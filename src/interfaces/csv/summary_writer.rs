use crate::application::summary::SpendSummary;
use crate::error::Result;
use std::io::Write;

/// Writes a spend summary as `"{method} {amount}"` lines.
///
/// Uses a headerless, space-delimited `csv::Writer`; amounts always carry 2 decimals.
pub struct SummaryWriter<W: Write> {
    writer: csv::Writer<W>,
}

impl<W: Write> SummaryWriter<W> {
    pub fn new(sink: W) -> Self {
        let writer = csv::WriterBuilder::new()
            .delimiter(b' ')
            .has_headers(false)
            .quote_style(csv::QuoteStyle::Never)
            .from_writer(sink);
        Self { writer }
    }

    pub fn write_summary(&mut self, summary: &SpendSummary) -> Result<()> {
        for (method, total) in summary.lines() {
            self.writer
                .write_record([method.as_str(), total.to_string().as_str()])?;
        }
        self.writer.flush()?;
        Ok(())
    }
}
use super::{RawDecimal, format_error, open, unnamed_origin};
use crate::domain::money::{DiscountRate, Money};
use crate::domain::payment_method::{
    DEFAULT_POINTS_ID, MethodId, MethodKind, PaymentMethod, PaymentMethods,
};
use crate::error::Result;
use serde::Deserialize;
use std::fs::File;
use std::io::Read;
use std::path::{Path, PathBuf};
use tracing::debug;

#[derive(Debug, Deserialize)]
struct RawPaymentMethod {
    id: String,
    discount: RawDecimal,
    limit: RawDecimal,
}

/// Reads the payment methods JSON array:
/// `[{"id": "mZysk", "discount": "10", "limit": "180.00"}]`.
///
/// The method whose id equals the configured points id becomes the points
/// method; every other entry is a card.
pub struct PaymentMethodsReader<R: Read> {
    source: R,
    origin: PathBuf,
    points_id: String,
}

impl PaymentMethodsReader<File> {
    pub fn open(path: &Path) -> Result<Self> {
        Ok(Self::new(open(path)?).with_origin(path))
    }
}

impl<R: Read> PaymentMethodsReader<R> {
    pub fn new(source: R) -> Self {
        Self {
            source,
            origin: unnamed_origin(),
            points_id: DEFAULT_POINTS_ID.to_string(),
        }
    }

    /// Names the source in error messages.
    pub fn with_origin(mut self, origin: impl Into<PathBuf>) -> Self {
        self.origin = origin.into();
        self
    }

    pub fn with_points_id(mut self, points_id: impl Into<String>) -> Self {
        self.points_id = points_id.into();
        self
    }

    /// Parses and validates every method. The first invalid entry fails the whole read.
    pub fn payment_methods(self) -> Result<PaymentMethods> {
        let Self {
            source,
            origin,
            points_id,
        } = self;
        let raw: Vec<RawPaymentMethod> =
            serde_json::from_reader(source).map_err(|e| format_error(&origin, e))?;

        let mut methods = PaymentMethods::default();
        for entry in raw {
            let method = to_payment_method(entry, &points_id)?;
            debug!(
                id = %method.id(),
                kind = ?method.kind(),
                discount = %method.discount(),
                limit = %method.limit(),
                "loaded payment method"
            );
            methods.insert(method)?;
        }
        Ok(methods)
    }
}

fn to_payment_method(raw: RawPaymentMethod, points_id: &str) -> Result<PaymentMethod> {
    let owner = format!("PaymentMethod ID: {}", raw.id);
    let discount = DiscountRate::new(raw.discount.parse("discount", &owner)?)
        .map_err(|e| e.context(&owner))?;
    let limit = Money::from_decimal(raw.limit.parse("limit", &owner)?)
        .map_err(|e| e.context(&owner))?;

    let kind = if raw.id == points_id {
        MethodKind::Points
    } else {
        MethodKind::Card
    };
    PaymentMethod::new(MethodId::new(raw.id), kind, discount, limit)
}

_ _ _ _

- **WORK TO COMPLETE**:
The full set of lines above should be retyped without a single change.

- **RESULT OF THE TASK**:
filename src/interfaces/csv/summary_writer.rs
use crate::application::summary::SpendSummary;
use crate::error::Result;
use std::io::Write;

/// Writes a spend summary as `"{method} {amount}"` lines.
///
/// Uses a headerless, space-delimited `csv::Writer`; amounts always carry 2 decimals.
pub struct SummaryWriter<W: Write> {
    writer: csv::Writer<W>,
}

impl<W: Write> SummaryWriter<W> {
    pub fn new(sink: W) -> Self {
        let writer = csv::WriterBuilder::new()
            .delimiter(b' ')
            .has_headers(false)
            .quote_style(csv::QuoteStyle::Never)
            .from_writer(sink);
        Self { writer }
    }

    pub fn write_summary(&mut self, summary: &SpendSummary) -> Result<()> {
        for (method, total) in summary.lines() {
            self.writer
                .write_record([method.as_str(), total.to_string().as_str()])?;
        }
        self.writer.flush()?;
        Ok(())
    }
}
use super::{RawDecimal, format_error, open, unnamed_origin};
use crate::domain::money::{DiscountRate, Money};
use crate::domain::payment_method::{
    DEFAULT_POINTS_ID, MethodId, MethodKind, PaymentMethod, PaymentMethods,
};
use crate::error::Result;
use serde::Deserialize;
use std::fs::File;
use std::io::Read;
use std::path::{Path, PathBuf};
use tracing::debug;

#[derive(Debug, Deserialize)]
struct RawPaymentMethod {
    id: String,
    discount: RawDecimal,
    limit: RawDecimal,
}

/// Reads the payment methods JSON array:
/// `[{"id": "mZysk", "discount": "10", "limit": "180.00"}]`.
///
/// The method whose id equals the configured points id becomes the points
/// method; every other entry is a card.
pub struct PaymentMethodsReader<R: Read> {
    source: R,
    origin: PathBuf,
    points_id: String,
}

impl PaymentMethodsReader<File> {
    pub fn open(path: &Path) -> Result<Self> {
        Ok(Self::new(open(path)?).with_origin(path))
    }
}

impl<R: Read> PaymentMethodsReader<R> {
    pub fn new(source: R) -> Self {
        Self {
            source,
            origin: unnamed_origin(),
            points_id: DEFAULT_POINTS_ID.to_string(),
        }
    }

    /// Names the source in error messages.
    pub fn with_origin(mut self, origin: impl Into<PathBuf>) -> Self {
        self.origin = origin.into();
        self
    }

    pub fn with_points_id(mut self, points_id: impl Into<String>) -> Self {
        self.points_id = points_id.into();
        self
    }

    /// Parses and validates every method. The first invalid entry fails the whole read.
    pub fn payment_methods(self) -> Result<PaymentMethods> {
        let Self {
            source,
            origin,
            points_id,
        } = self;
        let raw: Vec<RawPaymentMethod> =
            serde_json::from_reader(source).map_err(|e| format_error(&origin, e))?;

        let mut methods = PaymentMethods::default();
        for entry in raw {
            let method = to_payment_method(entry, &points_id)?;
            debug!(
                id = %method.id(),
                kind = ?method.kind(),
                discount = %method.discount(),
                limit = %method.limit(),
                "loaded payment method"
            );
            methods.insert(method)?;
        }
        Ok(methods)
    }
}

fn to_payment_method(raw: RawPaymentMethod, points_id: &str) -> Result<PaymentMethod> {
    let owner = format!("PaymentMethod ID: {}", raw.id);
    let discount = DiscountRate::new(raw.discount.parse("discount", &owner)?)
        .map_err(|e| e.context(&owner))?;
    let limit = Money::from_decimal(raw.limit.parse("limit", &owner)?)
        .map_err(|e| e.context(&owner))?;

    let kind = if raw.id == points_id {
        MethodKind::Points
    } else {
        MethodKind::Card
    };
    PaymentMethod::new(MethodId::new(raw.id), kind, discount, limit)
}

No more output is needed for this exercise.